== Segment start ==

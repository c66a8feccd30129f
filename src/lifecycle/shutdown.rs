//! Shutdown coordination.

use tokio::sync::broadcast;

/// Coordinator for graceful shutdown.
///
/// Provides a broadcast channel that all long-running tasks can subscribe to.
#[derive(Debug, Clone)]
pub struct Shutdown {
    tx: broadcast::Sender<()>,
}

impl Shutdown {
    pub fn new() -> Self {
        let (tx, _) = broadcast::channel(1);
        Self { tx }
    }

    pub fn subscribe(&self) -> broadcast::Receiver<()> {
        self.tx.subscribe()
    }

    /// Trigger the shutdown signal. A no-op once every subscriber is gone.
    pub fn trigger(&self) {
        let _ = self.tx.send(());
    }

    /// Number of tasks still listening.
    pub fn receiver_count(&self) -> usize {
        self.tx.receiver_count()
    }
}

impl Default for Shutdown {
    fn default() -> Self {
        Self::new()
    }
}

/// Resolve once `rx` fires or its sender is dropped.
pub async fn wait(mut rx: broadcast::Receiver<()>) {
    let _ = rx.recv().await;
}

== Segment end ==

- **Task to carry out**:
All that the answer may hold is the lines from the one with "pub fn trigger(&self)" through the end of the data, set down exactly as they appear.

- **Task output**:
    pub fn trigger(&self) {
        let _ = self.tx.send(());
    }

    /// Number of tasks still listening.
    pub fn receiver_count(&self) -> usize {
        self.tx.receiver_count()
    }
}

impl Default for Shutdown {
    fn default() -> Self {
        Self::new()
    }
}

/// Resolve once `rx` fires or its sender is dropped.
pub async fn wait(mut rx: broadcast::Receiver<()>) {
    let _ = rx.recv().await;
}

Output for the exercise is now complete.